米国の唯一の立法機関である連邦議会では、毎年膨大な数の法案を審議しています。連邦議会の特徴のひとつとして、本会議よりも委員会や小委員会が、立法活動の中心であることが挙げられます。議員から提出された法案は、上院もしくは下院の議長が、該当委員会に付託し審議を要請します。各委員会には政策スタッフが揃っており、その法案に対して詳細な分析や審議を行います。また、委員会は公聴会を開催し、審議事項について専門家から意見を聴取します。証人は陳述を行うだけでなく、証言内容に関連した資料を委員会に提出することもあります。

委員会は法案についての調査分析を終了すると、法案の修正を行います。法案が委員会で可決された場合は、委員会報告書が添付され、上院または下院の本会議に送付されます。本会議での審議、採決を経て上下両院本会議でそれぞれ承認された法案は、最終的に大統領に送付されます。大統領は、法案に賛成であれば、これに署名して法案が成立します。法案が提出され、大統領に送られるまでの過程は長く複雑です。膨大な数の法案が提出されるにもかかわらず、最終的に議会を通過するものは数パーセントに過ぎません。

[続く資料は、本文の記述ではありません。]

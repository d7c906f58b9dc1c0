//! Input validation for solver operations.
//!
//! All validation functions run eagerly before any iteration begins, so
//! callers receive clear diagnostics instead of silently wrong results.
//! Every public function returns [`ValidationError`] on failure, which
//! converts into [`SolverError::InvalidInput`](crate::error::SolverError)
//! via `From`.

use crate::error::ValidationError;
use crate::grid::Grid;
use crate::mg::MgParameters;
use crate::query::SearchGridConfig;
use crate::types::CsrMatrix;

// ---------------------------------------------------------------------------
// CSR matrix validation
// ---------------------------------------------------------------------------

/// Validate the structural integrity of a CSR matrix.
///
/// Performs the following checks in order:
///
/// 1. `row_ptr` length equals `rows + 1`.
/// 2. `row_ptr` is monotonically non-decreasing.
/// 3. `row_ptr[0] == 0` and `row_ptr[rows] == nnz`.
/// 4. `col_indices` length equals `values` length.
/// 5. All column indices are less than `cols`.
/// 6. No `NaN` or `Inf` values in `values`.
/// 7. Column indices are sorted within each row (emits a [`tracing::warn`] if
///    not, but does not error).
///
/// # Errors
///
/// Returns [`ValidationError`] describing the first violation found.
///
/// # Examples
///
/// ```
/// use vox_geometry::types::CsrMatrix;
/// use vox_geometry::validation::validate_csr_matrix;
///
/// let m = CsrMatrix::<f64>::from_coo(2, 2, vec![(0, 0, 1.0), (1, 1, 2.0)]);
/// assert!(validate_csr_matrix(&m).is_ok());
/// ```
pub fn validate_csr_matrix(matrix: &CsrMatrix<f64>) -> Result<(), ValidationError> {
    // 1. row_ptr length
    let expected_row_ptr_len = matrix.rows + 1;
    if matrix.row_ptr.len() != expected_row_ptr_len {
        return Err(ValidationError::DimensionMismatch(format!(
            "row_ptr length {} does not equal rows + 1 = {}",
            matrix.row_ptr.len(),
            expected_row_ptr_len,
        )));
    }

    // 2. row_ptr monotonicity
    for i in 1..matrix.row_ptr.len() {
        if matrix.row_ptr[i] < matrix.row_ptr[i - 1] {
            return Err(ValidationError::NonMonotonicRowPtrs { position: i });
        }
    }

    // 3. row_ptr boundary values
    if matrix.row_ptr[0] != 0 {
        return Err(ValidationError::DimensionMismatch(format!(
            "row_ptr[0] = {} (expected 0)",
            matrix.row_ptr[0],
        )));
    }
    let nnz = matrix.values.len();
    let expected_nnz = matrix.row_ptr[matrix.rows];
    if expected_nnz != nnz {
        return Err(ValidationError::DimensionMismatch(format!(
            "values length {} does not match row_ptr[rows] = {}",
            nnz, expected_nnz,
        )));
    }

    // 4. col_indices length must match values length
    if matrix.col_indices.len() != nnz {
        return Err(ValidationError::DimensionMismatch(format!(
            "col_indices length {} does not match values length {}",
            matrix.col_indices.len(),
            nnz,
        )));
    }

    // 5. Column index bounds + 6. Finiteness + 7. Sorted check (warn only)
    for row in 0..matrix.rows {
        let mut prev_col: Option<usize> = None;
        for idx in matrix.row_ptr[row]..matrix.row_ptr[row + 1] {
            let col = matrix.col_indices[idx];
            if col >= matrix.cols {
                return Err(ValidationError::IndexOutOfBounds {
                    index: col,
                    row,
                    cols: matrix.cols,
                });
            }

            let val = matrix.values[idx];
            if !val.is_finite() {
                return Err(ValidationError::NonFiniteValue(format!(
                    "matrix[{}, {}] = {}",
                    row, col, val,
                )));
            }

            if let Some(pc) = prev_col {
                if col < pc {
                    tracing::warn!(
                        row = row,
                        "column indices not sorted within row (col {} follows {}); \
                         incomplete Cholesky may be inaccurate",
                        col,
                        pc,
                    );
                }
            }
            prev_col = Some(col);
        }
    }

    Ok(())
}

// ---------------------------------------------------------------------------
// Linear system validation
// ---------------------------------------------------------------------------

/// Validate a compressed system: square valid CSR matrix with `x` and `b`
/// sized to match.
///
/// # Errors
///
/// Returns [`ValidationError`] on structural or dimension problems.
pub fn validate_compressed_system(
    a: &CsrMatrix<f64>,
    x: &[f64],
    b: &[f64],
) -> Result<(), ValidationError> {
    if !a.is_square() {
        return Err(ValidationError::DimensionMismatch(format!(
            "matrix must be square, got {}x{}",
            a.rows, a.cols,
        )));
    }
    validate_csr_matrix(a)?;

    if b.len() != a.rows {
        return Err(ValidationError::DimensionMismatch(format!(
            "b length {} does not match matrix rows {}",
            b.len(),
            a.rows,
        )));
    }
    if x.len() != a.cols {
        return Err(ValidationError::DimensionMismatch(format!(
            "x length {} does not match matrix columns {}",
            x.len(),
            a.cols,
        )));
    }
    Ok(())
}

/// Reject `NaN` / `Inf` entries in a right-hand side or initial guess.
///
/// # Errors
///
/// Returns [`ValidationError::NonFiniteValue`] naming the first bad index.
pub fn validate_finite(what: &str, values: &[f64]) -> Result<(), ValidationError> {
    if let Some(idx) = values.iter().position(|v| !v.is_finite()) {
        return Err(ValidationError::NonFiniteValue(format!(
            "{what} value at index {idx}"
        )));
    }
    Ok(())
}

/// Check that `grid` has the same resolution as the matrix grid.
pub fn validate_same_size<T, U, const N: usize>(
    what: &str,
    matrix: &Grid<T, N>,
    grid: &Grid<U, N>,
) -> Result<(), ValidationError> {
    if matrix.size() != grid.size() {
        return Err(ValidationError::SizeMismatch {
            what: what.to_string(),
            expected: matrix.size().to_vec(),
            actual: grid.size().to_vec(),
        });
    }
    Ok(())
}

/// Validate a stencil system: `x` and `b` share the resolution of `a`.
///
/// # Errors
///
/// Returns [`ValidationError::SizeMismatch`] naming the offending grid.
pub fn validate_fdm_system<A, V, const N: usize>(
    a: &Grid<A, N>,
    x: &Grid<V, N>,
    b: &Grid<V, N>,
) -> Result<(), ValidationError> {
    validate_same_size("x", a, x)?;
    validate_same_size("b", a, b)
}

/// Validate a multigrid hierarchy.
///
/// 1. At least one level, and the same number of levels in `a`, `x` and `b`.
/// 2. Each level's `x` and `b` match that level's matrix.
/// 3. Every level halves the per-axis resolution of the one above it.
///
/// # Errors
///
/// Returns [`ValidationError::InvalidHierarchy`] or
/// [`ValidationError::SizeMismatch`].
pub fn validate_mg_hierarchy<A, V, const N: usize>(
    a: &[Grid<A, N>],
    x: &[Grid<V, N>],
    b: &[Grid<V, N>],
) -> Result<(), ValidationError> {
    // 1. Level counts
    if a.is_empty() {
        return Err(ValidationError::InvalidHierarchy {
            level: 0,
            detail: "hierarchy has no levels".into(),
        });
    }
    if x.len() != a.len() || b.len() != a.len() {
        return Err(ValidationError::InvalidHierarchy {
            level: a.len().min(x.len()).min(b.len()),
            detail: format!(
                "level counts differ: a = {}, x = {}, b = {}",
                a.len(),
                x.len(),
                b.len(),
            ),
        });
    }

    for level in 0..a.len() {
        // 2. Per-level sizes
        validate_fdm_system(&a[level], &x[level], &b[level])?;

        // 3. Halving
        if level > 0 {
            let finer = a[level - 1].size();
            let coarser = a[level].size();
            if (0..N).any(|axis| finer[axis] != 2 * coarser[axis]) {
                return Err(ValidationError::InvalidHierarchy {
                    level,
                    detail: format!(
                        "resolution {:?} is not half of {:?}",
                        coarser, finer,
                    ),
                });
            }
        }
    }
    Ok(())
}

// ---------------------------------------------------------------------------
// Solver parameter validation
// ---------------------------------------------------------------------------

/// Validate a convergence tolerance: finite and non-negative.
///
/// # Errors
///
/// Returns [`ValidationError::ParameterOutOfRange`].
pub fn validate_tolerance(name: &str, tolerance: f64) -> Result<(), ValidationError> {
    if !tolerance.is_finite() || tolerance < 0.0 {
        return Err(ValidationError::ParameterOutOfRange {
            name: name.to_string(),
            value: format!("{tolerance}"),
            expected: "finite and >= 0".into(),
        });
    }
    Ok(())
}

/// Validate an SOR relaxation factor: finite and in `(0, 2)`.
///
/// # Errors
///
/// Returns [`ValidationError::ParameterOutOfRange`].
pub fn validate_sor_factor(sor_factor: f64) -> Result<(), ValidationError> {
    if !sor_factor.is_finite() || sor_factor <= 0.0 || sor_factor >= 2.0 {
        return Err(ValidationError::ParameterOutOfRange {
            name: "sor_factor".into(),
            value: format!("{sor_factor}"),
            expected: "(0.0, 2.0)".into(),
        });
    }
    Ok(())
}

/// Validate a count that must be at least one.
///
/// # Errors
///
/// Returns [`ValidationError::ParameterOutOfRange`].
pub fn validate_positive(name: &str, value: usize) -> Result<(), ValidationError> {
    if value == 0 {
        return Err(ValidationError::ParameterOutOfRange {
            name: name.to_string(),
            value: "0".into(),
            expected: ">= 1".into(),
        });
    }
    Ok(())
}

/// Validate multigrid parameters.
///
/// # Errors
///
/// Returns [`ValidationError::ParameterOutOfRange`] for the first bad field.
pub fn validate_mg_params(params: &MgParameters) -> Result<(), ValidationError> {
    validate_positive("max_number_of_levels", params.max_number_of_levels)?;
    validate_tolerance("max_tolerance", params.max_tolerance)?;
    validate_sor_factor(params.sor_factor)
}

/// Validate a hash-grid layout: every axis has at least one bucket and the
/// spacing is finite and positive.
///
/// # Errors
///
/// Returns [`ValidationError::ParameterOutOfRange`] for the first bad field.
pub fn validate_search_grid(config: &SearchGridConfig) -> Result<(), ValidationError> {
    for (axis, &n) in ["resolution.x", "resolution.y", "resolution.z"]
        .iter()
        .zip(&config.resolution)
    {
        validate_positive(axis, n)?;
    }
    if !config.grid_spacing.is_finite() || config.grid_spacing <= 0.0 {
        return Err(ValidationError::ParameterOutOfRange {
            name: "grid_spacing".into(),
            value: format!("{}", config.grid_spacing),
            expected: "finite and > 0".into(),
        });
    }
    Ok(())
}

委員会が作成した記録や委員会に提出された文書は、一部の例外を除きすべてが公開されます。この記録を集成した資料が、ProQuest社(旧Congressional Information Service)が提供するCISマイクロフィッシュ・ライブラリーです。CISマイクロフィッシュ・ライブラリーは、ひとつのパッケージで委員会の活動記録を網羅している画期的な製品です。また、米国の政策がどのように出来ていくのかを詳細に記録しているという点で貴重であり、さまざまな分野の研究者から高い評価を受けています。

CISマイクロフィッシュ・ライブラリー

CIS マイクロフィッシュ・ライブラリーには、公聴会記録、委員会配布資料、報告書、委員会文書のほか、上院での条約関連文書や公法と立法経過が含まれます。ここでは、最初の4つの資料について説明します。

公聴会記録 (Hearing)

連邦議会の委員会・小委員会で行われる公聴会は、議会活動の中で最も馴染みのあるもののひとつでしょう。映画”Quiz Show”や”Good Night, and Good Luck”などにも公聴会のシーンが登場しますし、ホワイトハウスを舞台にしたドラマ”The West Wing” でもお馴染みです。公聴会には、立法審議に関するものだけでなく、政府機関により法律が適正に執行されているかを監督・調査するためのものがあります。さらには、ウォーターゲートやイラン・コントラのような事件の調査を目的としたものや、国務長官や連邦最高裁判所主席判事などの大統領が指名する政府高官の承認に関するものもあります。公聴会の記録は、当該トピックのキープレーヤーと彼らの見解を明確に示す貴重な資料です。公聴会の証人は政府高官、研究者、企業のトップなどであり、議論されているトピックに関するエキスパートであるのが普通です。また、監督・調査を目的とした公聴会では、多くの場合当該問題の当事者が証言を行います。

CISマイクロフィッシュ・ライブラリーに含まれる公聴会の記録は、米国政府印刷局が印刷した公式版です。証人の書面および口頭による陳述、委員会メンバーと証人の間で行われた質疑応答の全文、証人や関係者によって提出された報告書などの資料が含まれます。ほとんどの公聴会の記録は、終了後3か月から1年以内に印刷されますが、ときにはそれ以上の時間を要する場合もあります。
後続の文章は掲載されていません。